To the collective gasps and murmurs of crowd of ornithology enthusiasts and experts, John revealed a number of close-up images and a six seconds of video footage, which appeared to show the bird hopping along the ground, kangaroo-style – a behaviour not well known in other species of parrot.
In a number of years studying birds at an undisclosed site in far western Queensland he says he has learnt much about the biology of the species. “You can’t pin something down until you know it really well,” John told the gathering.
One insight is that they live very deep within clumps of spinifex and only emerge at night, not dawn and dusk as was previously thought.
John says that – based on the shape of the beak and from samples of guano collected – he also doesn’t believe the species is mostly a seed eater as had been supposed. From fragments of insects, such as wing cases, found in the birds’ waste and below roosts found deep in clumps of spinifex, he estimates that “at least a third of its diet is insects.”
Succulent plants are also thought to form part of its diet and may be an important water source.

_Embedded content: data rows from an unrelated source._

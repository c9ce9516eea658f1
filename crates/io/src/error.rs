use std::fmt;

#[derive(Debug)]
pub enum WorkbookError {
    /// Workbook could not be opened or read as a spreadsheet.
    Open { path: String, detail: String },
    /// A configured sheet is absent from the workbook.
    MissingSheet { name: String, available: Vec<String> },
    /// A required archive part (styles, worksheet XML, rels) is absent.
    MissingPart(String),
    /// Archive or XML structure the patcher cannot work with.
    Invalid(String),
    /// Failure writing the annotated archive back to disk.
    Save { path: String, detail: String },
}

impl fmt::Display for WorkbookError {
    fn fmt(&self, f: &mut fmt::Formatter<'_>) -> fmt::Result {
        match self {
            Self::Open { path, detail } => write!(f, "cannot open workbook '{path}': {detail}"),
            Self::MissingSheet { name, available } => {
                write!(
                    f,
                    "sheet '{name}' not found; workbook has: {}",
                    available.join(", ")
                )
            }
            Self::MissingPart(part) => write!(f, "workbook archive is missing '{part}'"),
            Self::Invalid(msg) => write!(f, "malformed workbook: {msg}"),
            Self::Save { path, detail } => write!(f, "cannot save workbook '{path}': {detail}"),
        }
    }
}

impl std::error::Error for WorkbookError {}

impl From<zip::result::ZipError> for WorkbookError {
    fn from(e: zip::result::ZipError) -> Self {
        Self::Invalid(format!("zip error: {e}"))
    }
}

impl From<quick_xml::Error> for WorkbookError {
    fn from(e: quick_xml::Error) -> Self {
        Self::Invalid(format!("xml error: {e}"))
    }
}

impl From<std::io::Error> for WorkbookError {
    fn from(e: std::io::Error) -> Self {
        Self::Invalid(format!("io error: {e}"))
    }
}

John says there may be several breeding pairs at the site and one of the females may have been brooding a nest of young based on the calls he has heard. The location of the site is tightly under wraps at the moment and has yet to be revealed to other experts or the authorities. An air of secrecy surrounded much of the information released at the briefing today.
Photographs were not available for online distribution at all at this stage and audio clips of the call were not released either, to prevent birders from using them to attract night parrots and potentially disturbing the secretive birds.

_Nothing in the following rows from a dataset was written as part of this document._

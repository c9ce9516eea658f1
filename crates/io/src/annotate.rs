//! In-place fill annotator: rewrites `xl/styles.xml` and the report
//! worksheet inside the workbook archive, leaving every other part
//! byte-identical.

use std::collections::{BTreeMap, BTreeSet};
use std::fs;
use std::io::{Cursor, Read, Write};
use std::path::Path;

use quick_xml::events::{BytesEnd, BytesStart, Event};
use quick_xml::{Reader, Writer};
use zip::ZipArchive;

use bomcheck_recon::model::{CellFill, Verdict};

use crate::error::WorkbookError;

/// Solid-fill colors written for each verdict.
pub const PASS_ARGB: &str = "FF00FF00";
pub const FAIL_ARGB: &str = "FFFF0000";

// =============================================================================
// Entry point
// =============================================================================

/// Apply verdict fills to the named sheet of the workbook at `path`.
///
/// The archive is rebuilt through a temp file next to the original and
/// renamed over it; on any failure the original workbook is untouched.
pub fn apply_fills(
    path: &Path,
    sheet_name: &str,
    fills: &[CellFill],
) -> Result<(), WorkbookError> {
    if fills.is_empty() {
        return Ok(());
    }

    let bytes = fs::read(path).map_err(|e| WorkbookError::Open {
        path: path.display().to_string(),
        detail: e.to_string(),
    })?;
    let mut parts = read_parts(&bytes)?;

    let ws_part = resolve_worksheet_part(&parts, sheet_name)?;
    let ws_xml = parts
        .get(&ws_part)
        .ok_or_else(|| WorkbookError::MissingPart(ws_part.clone()))?;

    // Current style id of every target cell; cells with no XML presence
    // style as 0, the workbook default.
    let targets: BTreeSet<(u32, u32)> = fills.iter().map(|f| (f.row, f.col)).collect();
    let current = scan_cell_styles(ws_xml, &targets)?;
    let style_of = |row: u32, col: u32| current.get(&(row, col)).copied().unwrap_or(0);

    let needed: BTreeSet<(u32, Verdict)> = fills
        .iter()
        .map(|f| (style_of(f.row, f.col), f.verdict))
        .collect();

    let styles_xml = parts
        .get("xl/styles.xml")
        .ok_or_else(|| WorkbookError::MissingPart("xl/styles.xml".to_string()))?;
    let (patched_styles, style_map) = patch_styles(styles_xml, &needed)?;

    let mut restyle: BTreeMap<(u32, u32), u32> = BTreeMap::new();
    for fill in fills {
        if let Some(&new_id) = style_map.get(&(style_of(fill.row, fill.col), fill.verdict)) {
            restyle.insert((fill.row, fill.col), new_id);
        }
    }
    let patched_ws = patch_worksheet(ws_xml, &restyle)?;

    parts.insert("xl/styles.xml".to_string(), patched_styles);
    parts.insert(ws_part, patched_ws);

    let out = write_archive(&parts)?;

    let mut tmp_name = path
        .file_name()
        .map(|n| n.to_os_string())
        .unwrap_or_else(|| "workbook.xlsx".into());
    tmp_name.push(".tmp");
    let tmp = path.with_file_name(tmp_name);

    fs::write(&tmp, &out).map_err(|e| WorkbookError::Save {
        path: tmp.display().to_string(),
        detail: e.to_string(),
    })?;
    if let Err(e) = fs::rename(&tmp, path) {
        let _ = fs::remove_file(&tmp);
        return Err(WorkbookError::Save {
            path: path.display().to_string(),
            detail: e.to_string(),
        });
    }
    Ok(())
}

// =============================================================================
// Archive handling
// =============================================================================

fn read_parts(bytes: &[u8]) -> Result<BTreeMap<String, Vec<u8>>, WorkbookError> {
    let mut archive = ZipArchive::new(Cursor::new(bytes))?;
    let mut parts = BTreeMap::new();
    for i in 0..archive.len() {
        let mut file = archive.by_index(i)?;
        if !file.is_file() {
            continue;
        }
        let name = file.name().to_string();
        let mut buf = Vec::with_capacity(file.size() as usize);
        file.read_to_end(&mut buf)?;
        parts.insert(name, buf);
    }
    Ok(parts)
}

fn write_archive(parts: &BTreeMap<String, Vec<u8>>) -> Result<Vec<u8>, WorkbookError> {
    let cursor = Cursor::new(Vec::new());
    let mut zip = zip::ZipWriter::new(cursor);
    let options = zip::write::FileOptions::<()>::default()
        .compression_method(zip::CompressionMethod::Deflated);

    for (name, bytes) in parts {
        zip.start_file(name.as_str(), options)?;
        zip.write_all(bytes)?;
    }
    let cursor = zip.finish()?;
    Ok(cursor.into_inner())
}

/// Resolve a sheet name to its worksheet part path through
/// `xl/workbook.xml` (name -> r:id) and the workbook rels (r:id -> target).
fn resolve_worksheet_part(
    parts: &BTreeMap<String, Vec<u8>>,
    sheet_name: &str,
) -> Result<String, WorkbookError> {
    let workbook_xml = parts
        .get("xl/workbook.xml")
        .ok_or_else(|| WorkbookError::MissingPart("xl/workbook.xml".to_string()))?;
    let rels_xml = parts
        .get("xl/_rels/workbook.xml.rels")
        .ok_or_else(|| WorkbookError::MissingPart("xl/_rels/workbook.xml.rels".to_string()))?;

    let mut rid = None;
    let mut reader = Reader::from_reader(workbook_xml.as_slice());
    reader.config_mut().trim_text(true);
    let mut buf = Vec::new();
    loop {
        match reader.read_event_into(&mut buf)? {
            Event::Empty(ref e) | Event::Start(ref e)
                if local_name(e.name().as_ref()) == b"sheet" =>
            {
                let mut name = None;
                let mut id = None;
                for attr in e.attributes().flatten() {
                    match attr.key.as_ref() {
                        b"name" => {
                            name = Some(unescape_xml(&String::from_utf8_lossy(&attr.value)));
                        }
                        b"r:id" => {
                            id = Some(String::from_utf8_lossy(&attr.value).to_string());
                        }
                        _ => {}
                    }
                }
                if name.as_deref() == Some(sheet_name) {
                    rid = id;
                    break;
                }
            }
            Event::Eof => break,
            _ => {}
        }
        buf.clear();
    }
    let rid = rid.ok_or_else(|| {
        WorkbookError::Invalid(format!("sheet '{sheet_name}' not present in xl/workbook.xml"))
    })?;

    let mut target = None;
    let mut reader = Reader::from_reader(rels_xml.as_slice());
    reader.config_mut().trim_text(true);
    let mut buf = Vec::new();
    loop {
        match reader.read_event_into(&mut buf)? {
            Event::Empty(ref e) | Event::Start(ref e)
                if local_name(e.name().as_ref()) == b"Relationship" =>
            {
                let mut id = None;
                let mut tgt = None;
                for attr in e.attributes().flatten() {
                    match attr.key.as_ref() {
                        b"Id" => id = Some(String::from_utf8_lossy(&attr.value).to_string()),
                        b"Target" => {
                            tgt = Some(String::from_utf8_lossy(&attr.value).to_string());
                        }
                        _ => {}
                    }
                }
                if id.as_deref() == Some(rid.as_str()) {
                    target = tgt;
                    break;
                }
            }
            Event::Eof => break,
            _ => {}
        }
        buf.clear();
    }
    let target = target.ok_or_else(|| {
        WorkbookError::Invalid(format!("no worksheet relationship for sheet '{sheet_name}'"))
    })?;

    Ok(match target.strip_prefix('/') {
        Some(absolute) => absolute.to_string(),
        None => format!("xl/{target}"),
    })
}

// =============================================================================
// styles.xml patch
// =============================================================================

struct CapturedXf {
    /// Raw attribute text with `fillId` and `applyFill` removed.
    attrs: Vec<(String, String)>,
    /// Serialized inner XML; empty for self-closing entries.
    children: String,
}

struct StylesScan {
    fill_count: u32,
    xf_count: u32,
    captured: BTreeMap<u32, CapturedXf>,
    saw_fills: bool,
    saw_cellxfs: bool,
}

/// Append one solid fill per verdict color in use plus one cloned `<xf>`
/// per (existing style id, verdict) pair, and return the rewritten part
/// together with the pair -> new style id map.
fn patch_styles(
    xml: &[u8],
    needed: &BTreeSet<(u32, Verdict)>,
) -> Result<(Vec<u8>, BTreeMap<(u32, Verdict), u32>), WorkbookError> {
    let wanted: BTreeSet<u32> = needed.iter().map(|&(id, _)| id).collect();
    let scan = scan_styles(xml, &wanted)?;

    if !scan.saw_fills {
        return Err(WorkbookError::Invalid(
            "styles.xml has no fills element".to_string(),
        ));
    }
    if !scan.saw_cellxfs {
        return Err(WorkbookError::Invalid(
            "styles.xml has no cellXfs element".to_string(),
        ));
    }

    let pass_used = needed.iter().any(|&(_, v)| v == Verdict::Pass);
    let fail_used = needed.iter().any(|&(_, v)| v == Verdict::Fail);
    let pass_fill = scan.fill_count;
    let fail_fill = scan.fill_count + u32::from(pass_used);
    let fill_id_for = |v: Verdict| match v {
        Verdict::Pass => pass_fill,
        Verdict::Fail => fail_fill,
    };

    let mut new_fills = String::new();
    if pass_used {
        new_fills.push_str(&solid_fill_xml(PASS_ARGB));
    }
    if fail_used {
        new_fills.push_str(&solid_fill_xml(FAIL_ARGB));
    }

    let mut style_map: BTreeMap<(u32, Verdict), u32> = BTreeMap::new();
    let mut new_xfs = String::new();
    let mut next_xf = scan.xf_count;
    for &(orig, verdict) in needed {
        let src = scan.captured.get(&orig).ok_or_else(|| {
            WorkbookError::Invalid(format!(
                "cell style {orig} out of range (cellXfs has {} entries)",
                scan.xf_count
            ))
        })?;
        let mut tag = String::from("<xf");
        for (key, value) in &src.attrs {
            tag.push_str(&format!(r#" {key}="{value}""#));
        }
        tag.push_str(&format!(r#" fillId="{}" applyFill="1""#, fill_id_for(verdict)));
        if src.children.is_empty() {
            tag.push_str("/>");
        } else {
            tag.push('>');
            tag.push_str(&src.children);
            tag.push_str("</xf>");
        }
        new_xfs.push_str(&tag);
        style_map.insert((orig, verdict), next_xf);
        next_xf += 1;
    }

    let new_fill_count = scan.fill_count + u32::from(pass_used) + u32::from(fail_used);
    let new_xf_count = scan.xf_count + needed.len() as u32;

    let mut reader = Reader::from_reader(xml);
    reader.config_mut().trim_text(false);
    let mut writer = Writer::new(Vec::with_capacity(
        xml.len() + new_fills.len() + new_xfs.len() + 64,
    ));
    let mut buf = Vec::new();

    loop {
        match reader.read_event_into(&mut buf)? {
            Event::Start(e) if local_name(e.name().as_ref()) == b"fills" => {
                write_raw(&mut writer, &recounted_tag(&e, new_fill_count));
            }
            Event::Empty(e) if local_name(e.name().as_ref()) == b"fills" => {
                let name = String::from_utf8_lossy(e.name().as_ref()).into_owned();
                write_raw(&mut writer, &recounted_tag(&e, new_fill_count));
                write_raw(&mut writer, &new_fills);
                writer.write_event(Event::End(BytesEnd::new(name)))?;
            }
            Event::End(e) if local_name(e.name().as_ref()) == b"fills" => {
                write_raw(&mut writer, &new_fills);
                writer.write_event(Event::End(e.into_owned()))?;
            }
            Event::Start(e) if local_name(e.name().as_ref()) == b"cellXfs" => {
                write_raw(&mut writer, &recounted_tag(&e, new_xf_count));
            }
            Event::Empty(e) if local_name(e.name().as_ref()) == b"cellXfs" => {
                let name = String::from_utf8_lossy(e.name().as_ref()).into_owned();
                write_raw(&mut writer, &recounted_tag(&e, new_xf_count));
                write_raw(&mut writer, &new_xfs);
                writer.write_event(Event::End(BytesEnd::new(name)))?;
            }
            Event::End(e) if local_name(e.name().as_ref()) == b"cellXfs" => {
                write_raw(&mut writer, &new_xfs);
                writer.write_event(Event::End(e.into_owned()))?;
            }
            Event::Eof => break,
            ev => writer.write_event(ev.into_owned())?,
        }
        buf.clear();
    }

    Ok((writer.into_inner(), style_map))
}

John recounted the story of how late one night in 2009 in central Australia he awoke to the distant sound of what seemed to him to be an unusual kind of parrot call he had never heard before. He attempted to copy the whistles himself and was able to attract two birds in within about 20m which he was convinced were night parrots.
“We got the first call ever of the bird that night,” says John who recorded the song and then subsequently used it to attract night parrots in for study and to capture the photographs and video footage that he got on 26 May this year.

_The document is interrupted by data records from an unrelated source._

use std::collections::{BTreeMap, BTreeSet};

use crate::classify::classify_row;
use crate::config::ReportColumns;
use crate::levels::LevelTracker;
use crate::model::{ChildEntry, OrphanRow, ParentMap, PartKey, SheetGrid};

/// Child keys in this family file under a redirected parent family.
pub const ALIAS_CHILD_PREFIX: &str = "AIR";
/// Infix removed from the structural parent's key during redirection.
pub const ALIAS_PARENT_INFIX: &str = "IR";
/// Prefix of the redirected parent key.
pub const ALIAS_PARENT_PREFIX: &str = "GF";

/// Category tags marking a row as alternate-key metadata for the child above.
pub const CATEGORY_TP: &str = "TP";
pub const CATEGORY_LP: &str = "LP";

#[derive(Debug, Default)]
pub struct HierarchyOutput {
    pub buckets: ParentMap,
    pub orphans: Vec<OrphanRow>,
    /// TP/LP rows with no preceding child at their level to attach to.
    pub dangling_alternate_rows: Vec<u32>,
}

/// Effective parent for an alias-prefixed child: remove the first `"IR"`
/// from the structural parent's key and prepend `"GF"` — `"IR5678"`
/// becomes `"GF5678"`. A filing convention in the source data; the string
/// surgery is fixed and must not be generalized.
pub fn redirect_alias_parent(structural: &PartKey) -> PartKey {
    let base = structural.as_str().replacen(ALIAS_PARENT_INFIX, "", 1);
    match PartKey::parse(&format!("{ALIAS_PARENT_PREFIX}{base}")) {
        Some(key) => key,
        None => structural.clone(),
    }
}

/// Single forward scan over the report sheet: reconstruct parent buckets
/// via the level tracker, apply alias redirection, capture TP/LP metadata
/// rows, and collect structural orphans.
///
/// Only members of `valid_parents` become resolvable in the tracker; other
/// rows occupy their level opaquely. Rows at level 0 are roots, never
/// orphans.
pub fn build_hierarchy(
    grid: &SheetGrid,
    cols: &ReportColumns,
    valid_parents: &BTreeSet<PartKey>,
) -> HierarchyOutput {
    let mut tracker = LevelTracker::new();
    let mut buckets = ParentMap::new();
    let mut orphans = Vec::new();
    let mut dangling_alternate_rows = Vec::new();
    // most recently created child at each level, as (bucket key, index)
    let mut last_child: BTreeMap<u32, (PartKey, usize)> = BTreeMap::new();

    for row in cols.first_row..=grid.last_row() {
        let Some(r) = classify_row(grid, row, cols) else {
            continue;
        };

        // TP/LP rows are metadata trailing the previous child at this
        // level: no child entry, no tracker update.
        if let Some(tag) = PartKey::parse(grid.cell(row, cols.category)) {
            if tag.as_str() == CATEGORY_TP || tag.as_str() == CATEGORY_LP {
                let target = last_child
                    .get(&r.level)
                    .and_then(|(pk, idx)| buckets.get_mut(pk).and_then(|b| b.get_mut(*idx)));
                match target {
                    Some(entry) if tag.as_str() == CATEGORY_TP => entry.tp_rows.push(row),
                    Some(entry) => entry.lp_rows.push(row),
                    None => dangling_alternate_rows.push(row),
                }
                continue;
            }
        }

        let structural = tracker.parent_of(r.level).cloned();
        let effective = match structural {
            Some(ref p) if r.part.starts_with(ALIAS_CHILD_PREFIX) => {
                Some(redirect_alias_parent(p))
            }
            other => other,
        };

        match effective {
            Some(parent) => {
                let bucket = buckets.entry(parent.clone()).or_default();
                bucket.push(ChildEntry {
                    part: r.part.clone(),
                    qty_row: r.row,
                    qty_text: r.qty_text.clone(),
                    tp_rows: Vec::new(),
                    lp_rows: Vec::new(),
                });
                last_child.retain(|&l, _| l <= r.level);
                last_child.insert(r.level, (parent, bucket.len() - 1));
            }
            None => {
                if r.level > 0 {
                    orphans.push(OrphanRow {
                        row: r.row,
                        part: r.part.clone(),
                        level: r.level,
                    });
                }
                // an unattached row still breaks the trailing-metadata chain
                last_child.retain(|&l, _| l <= r.level);
                last_child.remove(&r.level);
            }
        }

        if valid_parents.contains(&r.part) && !r.part.starts_with(ALIAS_CHILD_PREFIX) {
            tracker.record_parent(r.level, r.part);
        } else {
            tracker.record_opaque(r.level);
        }
    }

    HierarchyOutput {
        buckets,
        orphans,
        dangling_alternate_rows,
    }
}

He described how on that night the recording elicited an aggressive and territorial response in a male bird which approached close enough to be photographed.
“He was tapping the ground...banging his feet on the ground, chucking stones everywhere and when he eventually came around the front, he was puffed up like an echidna, double the size. I’ve never seen a parrot do that in my life,” John said.
“The more I played it the more aggressive he becomes. He started to scream like a budgerigar... Making really loud budgerigar-type noises and I heard something that night I’ll probably never hear again, because I won’t be playing a call in their territory again ever.”
Some of the features of the birds’ biology revealed by John Young “explains why it has taken so long to find it,” says Max Tischler. “It’s ground dwelling and lives in very dense vegetation and if it’s very shy and doesn’t respond readily to calls then that makes it very difficult to detect. Against it’s just one of the really puzzling aspects of this bird.”
Controversy has courted John in the past , and claims he has made regarding rare bird sightings have been challenged (see: Tweets in the night, a flash of green: is this our most elusive bird?), but this time he made sure to have a solid body of evidence before making the discovery public. “I made some mistakes in the past, but I bloody well didn’t this time because I took the [memory] card out and locked it in the bank,” he said.
Experts are now considering how best to protect the western Queensland site and control predators such as cats and foxes which could threaten the survival of what is undoubtedly a thinly distributed species.